Приведенные примеры из Жития Феодосия Печерского и из Повести о Петре и Февронии — лишь частные случаи «неявной» (для исследователя) символики в памятниках древнерусской агиографии. Их анализ, как мне представляется, свидетельствует о необходимости большего внимания к символическому подтексту сочинений древнерусской словесности, образуемому Священным Писанием. При анализе интертекстуальных связей памятников древнерусской книжности с Библией необходимо учитывать не только цитаты и аллюзии в собственном смысле слова, но и ассоциативные связи между образами из этих произведений и символами-архетипами Библии, задаваемые единой парадигмой, которую составляли эти образы и символы в средневековом сознании. При этом соотнесенность образов, создаваемых в агиографии, с библейскими архетипами может представлять собой не тождество смыслов, а «мерцание» архетипа в его образе-отражении и неполном подобии. Памятуя о том, что для средневекового сознания истинный смысл мира — это смысл сокровенный и непостижимый, мы вправе ожидать воплощения такого мироотношения и в древнерусской поэтике. Сама соотнесенность со Священным Писанием и его символикой оказывается в данном случае «символической», то есть создается в символическом коде.
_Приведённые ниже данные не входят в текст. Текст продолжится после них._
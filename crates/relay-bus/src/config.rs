//! # Bus Configuration
//!
//! Per-instance settings of the bus engine. The local-dispatch switch lives
//! here rather than in process-wide state, so two engines in one process can
//! behave differently.
//!
//! # Config File Format
//!
//! ```toml
//! peer_id = "Abc.Peer.0"
//! environment = "Prod"
//! is_local_dispatch_enabled = true
//! message_dump_directory = "/var/lib/relay/message_dumps"
//! ```

use relay_types::PeerId;
use serde::{Deserialize, Serialize};
use std::env;
use std::fs;
use std::path::{Path, PathBuf};
use thiserror::Error;

/// Configuration errors.
#[derive(Debug, Error)]
pub enum ConfigError {
    /// The configuration file could not be read.
    #[error("Failed to read config file {path}: {reason}")]
    Io { path: PathBuf, reason: String },

    /// The configuration document is not valid TOML for this schema.
    #[error("Invalid bus configuration: {0}")]
    Parse(String),
}

/// Bus engine configuration.
#[derive(Debug, Clone, PartialEq, Eq, Serialize, Deserialize)]
#[serde(default)]
pub struct BusConfig {
    /// Identity of the local peer. When set together with `environment`, the
    /// engine is configured at construction.
    pub peer_id: Option<PeerId>,
    /// Environment label (e.g. `Dev`, `Prod`), stamped on outgoing envelopes.
    pub environment: Option<String>,
    /// Short-circuit messages addressed to the local peer instead of sending
    /// them through the transport.
    pub is_local_dispatch_enabled: bool,
    /// Where undecodable payloads are dumped.
    pub message_dump_directory: PathBuf,
}

impl Default for BusConfig {
    fn default() -> Self {
        Self {
            peer_id: None,
            environment: None,
            is_local_dispatch_enabled: true,
            message_dump_directory: PathBuf::from("./message_dumps"),
        }
    }
}

impl BusConfig {
    /// Create configuration from environment variables.
    ///
    /// # Environment Variables
    ///
    /// - `RELAY_PEER_ID`: Local peer identifier (default: unset)
    /// - `RELAY_ENVIRONMENT`: Environment label (default: unset)
    /// - `RELAY_LOCAL_DISPATCH`: `false`/`0` disables local dispatch (default: true)
    /// - `RELAY_DUMP_DIR`: Message dump directory (default: ./message_dumps)
    pub fn from_env() -> Self {
        let defaults = Self::default();

        Self {
            peer_id: env::var("RELAY_PEER_ID").ok().map(PeerId::new),

            environment: env::var("RELAY_ENVIRONMENT").ok(),

            is_local_dispatch_enabled: env::var("RELAY_LOCAL_DISPATCH")
                .map(|v| v.to_lowercase() != "false" && v != "0")
                .unwrap_or(defaults.is_local_dispatch_enabled),

            message_dump_directory: env::var("RELAY_DUMP_DIR")
                .map(PathBuf::from)
                .unwrap_or(defaults.message_dump_directory),
        }
    }

    /// Parse configuration from a TOML document. Missing keys take defaults.
    pub fn from_toml_str(content: &str) -> Result<Self, ConfigError> {
        toml::from_str(content).map_err(|e| ConfigError::Parse(e.to_string()))
    }

    /// Load configuration from a TOML file.
    pub fn from_file(path: impl AsRef<Path>) -> Result<Self, ConfigError> {
        let path = path.as_ref();
        let content = fs::read_to_string(path).map_err(|e| ConfigError::Io {
            path: path.to_path_buf(),
            reason: e.to_string(),
        })?;
        Self::from_toml_str(&content)
    }

    /// Set the local peer identity.
    #[must_use]
    pub fn with_identity(mut self, peer_id: PeerId, environment: impl Into<String>) -> Self {
        self.peer_id = Some(peer_id);
        self.environment = Some(environment.into());
        self
    }

    /// Enable or disable local dispatch.
    #[must_use]
    pub fn with_local_dispatch(mut self, enabled: bool) -> Self {
        self.is_local_dispatch_enabled = enabled;
        self
    }

    /// Set the message dump directory.
    #[must_use]
    pub fn with_dump_directory(mut self, directory: impl Into<PathBuf>) -> Self {
        self.message_dump_directory = directory.into();
        self
    }
}

#[cfg(test)]
mod tests {
    use super::*;

    #[test]
    fn test_default_enables_local_dispatch() {
        let config = BusConfig::default();
        assert!(config.is_local_dispatch_enabled);
        assert!(config.peer_id.is_none());
        assert_eq!(config.message_dump_directory, PathBuf::from("./message_dumps"));
    }

    #[test]
    fn test_from_toml_str() {
        let config = BusConfig::from_toml_str(
            r#"
            peer_id = "Abc.Peer.0"
            environment = "Test"
            is_local_dispatch_enabled = false
            "#,
        )
        .unwrap();

        assert_eq!(config.peer_id, Some(PeerId::new("Abc.Peer.0")));
        assert_eq!(config.environment.as_deref(), Some("Test"));
        assert!(!config.is_local_dispatch_enabled);
        // Missing keys fall back to defaults
        assert_eq!(config.message_dump_directory, PathBuf::from("./message_dumps"));
    }

    #[test]
    fn test_from_toml_str_rejects_bad_types() {
        let result = BusConfig::from_toml_str("is_local_dispatch_enabled = \"maybe\"");
        assert!(matches!(result, Err(ConfigError::Parse(_))));
    }

    #[test]
    fn test_from_file() {
        let dir = tempfile::tempdir().unwrap();
        let path = dir.path().join("bus.toml");
        fs::write(&path, "environment = \"Prod\"\n").unwrap();

        let config = BusConfig::from_file(&path).unwrap();
        assert_eq!(config.environment.as_deref(), Some("Prod"));

        let missing = BusConfig::from_file(dir.path().join("missing.toml"));
        assert!(matches!(missing, Err(ConfigError::Io { .. })));
    }

    #[test]
    fn test_builder_methods() {
        let config = BusConfig::default()
            .with_identity(PeerId::new("Abc.Peer.1"), "Dev")
            .with_local_dispatch(false)
            .with_dump_directory("/tmp/dumps");

        assert_eq!(config.peer_id, Some(PeerId::new("Abc.Peer.1")));
        assert!(!config.is_local_dispatch_enabled);
        assert_eq!(config.message_dump_directory, PathBuf::from("/tmp/dumps"));
    }
}
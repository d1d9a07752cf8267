//! # `TransportMessage` Envelope
//!
//! The unit of wire transfer between peers.
//!
//! ## Properties
//!
//! - **Identity**: every envelope carries a unique, time-ordered `MessageId`.
//! - **Opaque payload**: `content` holds the codec output untouched; the
//!   envelope never interprets it.
//! - **Originator authority**: `originator.sender_id` is the sole source of
//!   truth for who sent the message.
//! - **Routing**: `target_peer_ids` is empty for published events and lists
//!   the addressees of explicitly routed commands.

use crate::entities::{MessageId, MessageTypeId, Peer, PeerId};
use serde::{Deserialize, Serialize};
use serde_with::{serde_as, Bytes};

/// Who sent an envelope, and from where.
#[derive(Debug, Clone, PartialEq, Eq, Serialize, Deserialize)]
pub struct OriginatorInfo {
    /// Identifier of the sending peer.
    pub sender_id: PeerId,
    /// Endpoint of the sending peer.
    pub sender_endpoint: String,
    /// Environment label of the sending bus (e.g. `Test`, `Prod`).
    pub environment: Option<String>,
}

impl OriginatorInfo {
    /// Originator information for a local peer.
    pub fn new(sender: &Peer, environment: Option<String>) -> Self {
        Self {
            sender_id: sender.id.clone(),
            sender_endpoint: sender.endpoint.clone(),
            environment,
        }
    }
}

/// A serialized, addressed message.
#[serde_as]
#[derive(Debug, Clone, PartialEq, Eq, Serialize, Deserialize)]
pub struct TransportMessage {
    /// Unique message identifier.
    pub id: MessageId,

    /// Type of the serialized payload.
    pub message_type_id: MessageTypeId,

    /// Serialized payload, exactly as produced by the codec.
    #[serde_as(as = "Bytes")]
    pub content: Vec<u8>,

    /// Sender of the message.
    pub originator: OriginatorInfo,

    /// Explicit addressees. Empty for broadcast-style envelopes.
    pub target_peer_ids: Vec<PeerId>,
}

impl TransportMessage {
    /// Build a broadcast-style envelope (no explicit targets).
    pub fn new(
        id: MessageId,
        message_type_id: MessageTypeId,
        content: Vec<u8>,
        originator: OriginatorInfo,
    ) -> Self {
        Self {
            id,
            message_type_id,
            content,
            originator,
            target_peer_ids: Vec::new(),
        }
    }

    /// Same envelope, explicitly addressed to `targets`.
    #[must_use]
    pub fn with_targets<'a>(mut self, targets: impl IntoIterator<Item = &'a Peer>) -> Self {
        self.target_peer_ids = targets.into_iter().map(|peer| peer.id.clone()).collect();
        self
    }

    /// Whether the envelope names explicit addressees.
    #[must_use]
    pub fn is_targeted(&self) -> bool {
        !self.target_peer_ids.is_empty()
    }

    /// Identifier of the sending peer.
    #[must_use]
    pub fn sender_id(&self) -> &PeerId {
        &self.originator.sender_id
    }
}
Разумеется, помимо такой установки в древнерусской агиографии была широко распространена и установка иная, при которой житие строилось как прямая реализация евангельских речений или «почти повторение» ситуаций и эпизодов из библейских претекстов. Но это отдельная тема.
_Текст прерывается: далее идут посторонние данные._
//! # In-Memory Network
//!
//! Connects the transports of several bus engines living in one process.
//! Envelopes and acknowledgments are delivered on spawned tokio tasks, so
//! delivery is asynchronous relative to `send`/`ack` as over a real network.
//!
//! Peers are addressed by endpoint: a transport registered under
//! `mem://a` receives every envelope targeted at a peer whose endpoint is
//! `mem://a`.

use async_trait::async_trait;
use parking_lot::{Mutex, RwLock};
use relay_bus::{Transport, TransportError, TransportSink};
use relay_types::{MessageId, Peer, TransportMessage};
use std::collections::HashMap;
use std::sync::atomic::{AtomicBool, AtomicUsize, Ordering};
use std::sync::{Arc, Weak};
use tracing::{debug, warn};

/// Process-local network of [`InMemoryTransport`]s.
#[derive(Default)]
pub struct InMemoryNetwork {
    nodes: RwLock<HashMap<String, Arc<InMemoryTransport>>>,
}

impl InMemoryNetwork {
    pub fn new() -> Arc<Self> {
        Arc::new(Self::default())
    }

    /// Create and attach the transport listening on `endpoint`.
    pub fn transport(self: &Arc<Self>, endpoint: impl Into<String>) -> Arc<InMemoryTransport> {
        let endpoint = endpoint.into();
        let transport = Arc::new(InMemoryTransport {
            endpoint: endpoint.clone(),
            network: Arc::downgrade(self),
            sink: Mutex::new(None),
            is_started: AtomicBool::new(false),
            received_from: Mutex::new(HashMap::new()),
            sent_count: AtomicUsize::new(0),
            ack_count: AtomicUsize::new(0),
        });
        self.nodes.write().insert(endpoint, Arc::clone(&transport));
        transport
    }

    fn node(&self, endpoint: &str) -> Option<Arc<InMemoryTransport>> {
        self.nodes.read().get(endpoint).cloned()
    }
}

/// One node's view of the [`InMemoryNetwork`].
pub struct InMemoryTransport {
    endpoint: String,
    network: Weak<InMemoryNetwork>,
    sink: Mutex<Option<Arc<dyn TransportSink>>>,
    is_started: AtomicBool,
    /// Sender endpoint of every received, not yet acknowledged envelope.
    received_from: Mutex<HashMap<MessageId, String>>,
    sent_count: AtomicUsize,
    ack_count: AtomicUsize,
}

impl InMemoryTransport {
    pub fn endpoint(&self) -> &str {
        &self.endpoint
    }

    pub fn is_started(&self) -> bool {
        self.is_started.load(Ordering::SeqCst)
    }

    /// Number of `send` calls accepted so far.
    pub fn sent_count(&self) -> usize {
        self.sent_count.load(Ordering::SeqCst)
    }

    /// Number of acknowledgments emitted so far.
    pub fn ack_count(&self) -> usize {
        self.ack_count.load(Ordering::SeqCst)
    }

    fn sink(&self) -> Option<Arc<dyn TransportSink>> {
        self.sink.lock().clone()
    }

    fn deliver(&self, envelope: TransportMessage) {
        self.received_from
            .lock()
            .insert(envelope.id, envelope.originator.sender_endpoint.clone());
        match self.sink() {
            Some(sink) => sink.on_message_received(envelope),
            None => warn!(endpoint = %self.endpoint, "No sink registered, envelope dropped"),
        }
    }

    fn deliver_ack(&self, message_id: MessageId) {
        if let Some(sink) = self.sink() {
            sink.on_acknowledged(message_id);
        }
    }

    fn network(&self) -> Result<Arc<InMemoryNetwork>, TransportError> {
        self.network
            .upgrade()
            .ok_or_else(|| TransportError::Io("network dropped".to_string()))
    }
}

#[async_trait]
impl Transport for InMemoryTransport {
    fn inbound_endpoint(&self) -> String {
        self.endpoint.clone()
    }

    fn register_sink(&self, sink: Arc<dyn TransportSink>) {
        *self.sink.lock() = Some(sink);
    }

    async fn start(&self) -> Result<(), TransportError> {
        self.is_started.store(true, Ordering::SeqCst);
        debug!(endpoint = %self.endpoint, "In-memory transport started");
        Ok(())
    }

    async fn stop(&self) -> Result<(), TransportError> {
        self.is_started.store(false, Ordering::SeqCst);
        debug!(endpoint = %self.endpoint, "In-memory transport stopped");
        Ok(())
    }

    fn send(&self, envelope: &TransportMessage, targets: &[Peer]) -> Result<(), TransportError> {
        if !self.is_started() {
            return Err(TransportError::NotStarted);
        }
        let network = self.network()?;

        let mut destinations = Vec::with_capacity(targets.len());
        for target in targets {
            match network.node(&target.endpoint) {
                Some(node) if node.is_started() => destinations.push(node),
                _ => return Err(TransportError::Unreachable(target.id.clone())),
            }
        }

        self.sent_count.fetch_add(1, Ordering::SeqCst);
        for node in destinations {
            let envelope = envelope.clone();
            tokio::spawn(async move { node.deliver(envelope) });
        }
        Ok(())
    }

    fn ack(&self, message_id: &MessageId) -> Result<(), TransportError> {
        if !self.is_started() {
            return Err(TransportError::NotStarted);
        }
        let sender_endpoint = self
            .received_from
            .lock()
            .remove(message_id)
            .ok_or(TransportError::UnknownMessage(*message_id))?;

        self.ack_count.fetch_add(1, Ordering::SeqCst);
        if let Some(node) = self.network()?.node(&sender_endpoint) {
            let message_id = *message_id;
            tokio::spawn(async move { node.deliver_ack(message_id) });
        }
        Ok(())
    }
}
//! # Bincode Codec
//!
//! Serializes messages with `bincode`. Types must be registered before they
//! can cross the wire in either direction; the registry maps a
//! [`MessageTypeId`] to a pair of monomorphized functions.

use parking_lot::RwLock;
use relay_types::{Message, MessageTypeId};
use serde::de::DeserializeOwned;
use serde::Serialize;
use std::collections::HashMap;
use std::sync::Arc;

use crate::errors::CodecError;
use crate::failure::CustomProcessingFailed;
use crate::ports::MessageCodec;

type SerializeFn = fn(&dyn Message) -> Result<Vec<u8>, CodecError>;
type DeserializeFn = fn(&[u8]) -> Result<Arc<dyn Message>, CodecError>;

#[derive(Clone, Copy)]
struct Registration {
    serialize: SerializeFn,
    deserialize: DeserializeFn,
}

fn serialize_as<M>(message: &dyn Message) -> Result<Vec<u8>, CodecError>
where
    M: Message + Serialize,
{
    let typed = message
        .downcast_ref::<M>()
        .ok_or_else(|| CodecError::TypeMismatch(M::type_name()))?;
    bincode::serialize(typed).map_err(|e| CodecError::Serialization {
        message_type: M::type_name(),
        reason: e.to_string(),
    })
}

fn deserialize_as<M>(bytes: &[u8]) -> Result<Arc<dyn Message>, CodecError>
where
    M: Message + DeserializeOwned,
{
    let message: M = bincode::deserialize(bytes).map_err(|e| CodecError::Deserialization {
        message_type: M::type_name(),
        source: e,
    })?;
    Ok(Arc::new(message))
}

/// Message codec backed by `bincode`.
pub struct BincodeCodec {
    registrations: RwLock<HashMap<MessageTypeId, Registration>>,
}

impl BincodeCodec {
    /// Create a codec knowing only the bus's own messages.
    #[must_use]
    pub fn new() -> Self {
        let codec = Self {
            registrations: RwLock::new(HashMap::new()),
        };
        codec.register::<CustomProcessingFailed>();
        codec
    }

    /// Make `M` serializable by this codec. Re-registering is a no-op.
    pub fn register<M>(&self)
    where
        M: Message + Serialize + DeserializeOwned,
    {
        self.registrations.write().insert(
            M::type_name(),
            Registration {
                serialize: serialize_as::<M>,
                deserialize: deserialize_as::<M>,
            },
        );
    }

    /// Builder form of [`BincodeCodec::register`].
    #[must_use]
    pub fn with<M>(self) -> Self
    where
        M: Message + Serialize + DeserializeOwned,
    {
        self.register::<M>();
        self
    }

    /// Whether `message_type` is registered.
    #[must_use]
    pub fn is_registered(&self, message_type: &MessageTypeId) -> bool {
        self.registrations.read().contains_key(message_type)
    }

    fn registration(&self, message_type: &MessageTypeId) -> Result<Registration, CodecError> {
        self.registrations
            .read()
            .get(message_type)
            .copied()
            .ok_or_else(|| CodecError::UnknownMessageType(message_type.clone()))
    }
}

impl Default for BincodeCodec {
    fn default() -> Self {
        Self::new()
    }
}

impl MessageCodec for BincodeCodec {
    fn serialize(&self, message: &dyn Message) -> Result<Vec<u8>, CodecError> {
        let registration = self.registration(&message.message_type_id())?;
        (registration.serialize)(message)
    }

    fn deserialize(
        &self,
        message_type: &MessageTypeId,
        bytes: &[u8],
    ) -> Result<Arc<dyn Message>, CodecError> {
        let registration = self.registration(message_type)?;
        (registration.deserialize)(bytes)
    }
}
//! Retrieval decision layer.
//!
//! Pure functions consumed by the orchestrator: freshness detection, the
//! fallback predicate, chunk confidence filtering, and doc-id extraction.
//! No I/O, no shared state — every function here is a deterministic
//! function of its arguments.

use crate::domain::Chunk;
use regex::Regex;
use std::sync::OnceLock;

fn chunk_suffix_pattern() -> &'static Regex {
    static RE: OnceLock<Regex> = OnceLock::new();
    RE.get_or_init(|| Regex::new(r"_chunk_\d+$").unwrap())
}

/// Static retrieval configuration baseline. The adaptive controller's
/// `Parameters` nudge `confidence_threshold`/`fallback_score_threshold`
/// indirectly through the orchestrator before this layer sees them.
#[derive(Debug, Clone, Copy)]
pub struct RetrievalConfig {
    pub max_chunks: usize,
    pub fallback_threshold_count: usize,
    pub confidence_threshold: f64,
    pub fallback_score_threshold: f64,
}

impl Default for RetrievalConfig {
    fn default() -> Self {
        Self {
            max_chunks: 5,
            fallback_threshold_count: 3,
            confidence_threshold: 0.7,
            fallback_score_threshold: 0.7,
        }
    }
}

/// True if `query` contains any freshness keyword (case-insensitive
/// substring match), unless `force_search` is explicitly set to `false`.
/// A `force_search = Some(true)` always wins regardless of keyword match.
pub fn freshness_detected(query: &str, freshness_keywords: &[String], force_search: Option<bool>) -> bool {
    if let Some(forced) = force_search {
        return forced;
    }
    let normalized = query.to_lowercase();
    freshness_keywords.iter().any(|kw| normalized.contains(&kw.to_lowercase()))
}

/// Outcome of the fallback predicate.
#[derive(Debug, Clone, PartialEq)]
pub struct FallbackDecision {
    pub apply_fallback: bool,
    pub reason: String,
}

fn mean_score(chunks: &[Chunk]) -> f64 {
    if chunks.is_empty() {
        return 0.0;
    }
    chunks.iter().map(|c| c.score).sum::<f64>() / chunks.len() as f64
}

/// Decide whether a widened re-retrieve is warranted: too few chunks, or
/// an acceptable count with too-low average similarity. Exactly one reason
/// string format is produced per branch; when both conditions hold in the
/// same pass, the low-count reason takes priority.
pub fn fallback_decision(chunks: &[Chunk], config: &RetrievalConfig) -> FallbackDecision {
    let count = chunks.len();
    if count < config.fallback_threshold_count {
        return FallbackDecision {
            apply_fallback: true,
            reason: format!(
                "insufficient results ({count} < {threshold})",
                threshold = config.fallback_threshold_count
            ),
        };
    }

    let avg_similarity = mean_score(chunks);
    if avg_similarity < config.fallback_score_threshold {
        return FallbackDecision {
            apply_fallback: true,
            reason: format!(
                "low average similarity score ({avg_similarity:.3} < {threshold:.3})",
                threshold = config.fallback_score_threshold
            ),
        };
    }

    FallbackDecision { apply_fallback: false, reason: String::new() }
}

/// Drop chunks scoring below `confidence_threshold`, preserving order.
/// Dropped chunks still count toward the fallback decision, which must be
/// evaluated on the full set *before* calling this function.
pub fn filter_by_confidence(chunks: Vec<Chunk>, confidence_threshold: f64) -> Vec<Chunk> {
    chunks.into_iter().filter(|c| c.score >= confidence_threshold).collect()
}

/// Strip a trailing `_chunk_\d+` suffix from a chunk id. Ids without that
/// suffix are returned unchanged.
pub fn extract_doc_id(chunk_id: &str) -> String {
    chunk_suffix_pattern().replace(chunk_id, "").into_owned()
}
Предварительно допустимо высказать соображение, что «неявная символика» свойственна прежде всего раннесредневековой древнерусской культуре, в которой символические архетипы, праобразы из Священного Писания словно растворены в мире вещественном. Помимо Жития Феодосия Печерского показательные как примеры — Борисоглебские жития, в которых соотнесенность святых братьев с Христом не подана открыто, не стала предметом метаописания, и Повесть временных лет, в которой библейский претекст также скрыт в глубине текста[103].
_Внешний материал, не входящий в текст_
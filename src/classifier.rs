//! Query admission classifier.
//!
//! A pure, lexicon-based scorer: three weighted vocabularies (providers,
//! named services, general cloud keywords) and two rejection lexicons
//! (off-topic topics, off-topic intent phrases), matched case-insensitively
//! as substrings over the normalized query. No I/O, no shared state.

use crate::domain::{Category, ClassificationResult, Query};

const PROVIDER_WEIGHT: f64 = 0.4;
const SERVICE_WEIGHT: f64 = 0.3;
const KEYWORD_WEIGHT: f64 = 0.5;

/// Below this score a query is rejected as non-cloud; at or above it, the
/// query is accepted (the ≥0.5 "confident" and [0.2, 0.5) "lenient" bands
/// from the decision table both resolve to the same accept outcome here).
const SCORE_LENIENT: f64 = 0.2;

const PROVIDERS: &[&str] = &["aws", "amazon web services", "azure", "microsoft azure", "gcp", "google cloud"];

const SERVICES: &[&str] = &[
    "ec2", "s3", "lambda", "rds", "dynamodb", "cloudfront", "route53", "vpc", "iam",
    "azure functions", "azure devops", "blob storage", "cosmos db", "aks",
    "bigquery", "gke", "cloud run", "pubsub", "cloud storage",
    "kubernetes", "docker", "terraform", "cloudformation",
];

const GENERAL_KEYWORDS: &[&str] = &[
    "cloud", "infrastructure", "server", "serverless", "container", "deploy",
    "deployment", "scalability", "scaling", "architecture", "network",
    "virtual machine", "vm", "storage", "database", "compute", "load balancer",
    "availability zone", "region", "backup", "disaster recovery", "compliance",
];

const REJECTED_TOPICS: &[&str] = &[
    "weather", "recipe", "sports score", "movie", "celebrity", "dating",
    "horoscope", "joke", "lottery",
];

const REJECTED_INTENTS: &[&str] = &[
    "write me a poem", "write a song", "tell me a story", "what's your favorite",
    "who would win", "roleplay as",
];

fn category_keywords() -> &'static [(&'static str, &'static [&'static str])] {
    &[
        ("migration", &["migrate", "migration", "lift-and-shift", "lift and shift", "rehost"]),
        ("hybrid", &["hybrid cloud", "hybrid"]),
        ("disaster-recovery", &["disaster recovery", "dr plan", "failover"]),
        ("security", &["security", "encryption", "firewall", "compliance", "vulnerability", "iam"]),
        ("networking", &["network", "vpc", "subnet", "load balancer", "dns", "route53"]),
        ("storage", &["storage", "s3", "blob storage", "cloud storage", "bucket"]),
        ("compute", &["compute", "ec2", "virtual machine", "vm", "instance"]),
    ]
}

fn word_count(normalized: &str) -> usize {
    normalized.split_whitespace().count().max(1)
}

fn count_hits(haystack: &str, needles: &[&str]) -> usize {
    needles.iter().filter(|n| haystack.contains(*n)).count()
}

fn any_hit(haystack: &str, needles: &[&str]) -> bool {
    needles.iter().any(|n| haystack.contains(*n))
}

fn provider_category(normalized: &str) -> Option<Category> {
    if any_hit(normalized, &["aws", "amazon web services"]) {
        Some(Category::Aws)
    } else if any_hit(normalized, &["azure", "microsoft azure"]) {
        Some(Category::Azure)
    } else if any_hit(normalized, &["gcp", "google cloud"]) {
        Some(Category::Gcp)
    } else {
        None
    }
}

fn dispatch_category(normalized: &str) -> Category {
    if let Some(provider) = provider_category(normalized) {
        return provider;
    }
    for (name, keywords) in category_keywords() {
        if any_hit(normalized, keywords) {
            return match *name {
                "migration" => Category::Migration,
                "hybrid" => Category::Hybrid,
                "disaster-recovery" => Category::DisasterRecovery,
                "security" => Category::Security,
                "networking" => Category::Networking,
                "storage" => Category::Storage,
                "compute" => Category::Compute,
                _ => unreachable!(),
            };
        }
    }
    Category::GeneralCloud
}

fn raw_score(normalized: &str) -> f64 {
    let provider_hits = count_hits(normalized, PROVIDERS) as f64;
    let service_hits = count_hits(normalized, SERVICES) as f64;
    let keyword_hits = count_hits(normalized, GENERAL_KEYWORDS) as f64;
    let words = word_count(normalized) as f64;

    let score = PROVIDER_WEIGHT * provider_hits.min(1.0)
        + SERVICE_WEIGHT * service_hits.min(1.0)
        + KEYWORD_WEIGHT * (keyword_hits / words);

    score.min(1.0)
}

/// Classify a query per the lexicon-weighted decision table. Pure function, no
/// side effects; two calls on the same query return identical results.
pub fn classify(query: &Query) -> ClassificationResult {
    let normalized = query.normalized();

    if normalized.is_empty() {
        return ClassificationResult {
            in_scope: false,
            category: Category::Empty,
            confidence: 1.0,
            rejection_reason: Some("empty query".to_string()),
        };
    }

    if any_hit(&normalized, REJECTED_TOPICS) {
        return ClassificationResult {
            in_scope: false,
            category: Category::Rejected,
            confidence: 0.95,
            rejection_reason: Some("off-topic subject".to_string()),
        };
    }

    let score = raw_score(&normalized);
    let rejected_intent_hits = count_hits(&normalized, REJECTED_INTENTS);

    if rejected_intent_hits >= 2 && score < SCORE_LENIENT {
        return ClassificationResult {
            in_scope: false,
            category: Category::General,
            confidence: 0.8,
            rejection_reason: Some("off-topic intent".to_string()),
        };
    }

    if score >= SCORE_LENIENT {
        return ClassificationResult {
            in_scope: true,
            category: dispatch_category(&normalized),
            confidence: score,
            rejection_reason: None,
        };
    }

    ClassificationResult {
        in_scope: false,
        category: Category::NonCloud,
        confidence: 1.0 - score,
        rejection_reason: Some("query does not appear to be cloud-related".to_string()),
    }
}

/// The exact user-visible string for an admission rejection.
pub const REJECTION_MESSAGE: &str = "I'm specialized in cloud architecture and solutions. Please ask about AWS, Azure, GCP, migrations, security, compliance, or infrastructure topics.";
В культуре и словесности «зрелого» русского Средневековья, в XV–XVI вв. на первый план выходит самоанализ, саморефлексия культуры, и, соответственно, символические структуры приобретают более очевидный характер и становятся предметом метаописания в текстах, в которых содержатся. Помимо возросшего в Московской Руси интереса и внимания к проблемам толкования Священного Писания и Предания, эта тенденция выразилась и в построении текстов, и в использовании риторических средств, подчиненном четкой цели. Таковы агиографические произведения Епифания Премудрого и Пахомия Логофета, в которых библейские соответствия изображаемых событий, как правило, отмечены и истолкованы. Повесть о Петре и Февронии, составитель которой, Ермолай-Еразм, по-видимому, воспринял и переосмыслил фольклорные сюжеты в агиографическом символическом коде, — явление двойственное. С одной стороны, символика в центральной части Повести носит тот «неявный» характер, который более характерен для книжности эпохи Киевской Руси. С другой же — метаописание этого символического кода всё же дано в тексте произведения, но не прямо (во вступлении к Повести).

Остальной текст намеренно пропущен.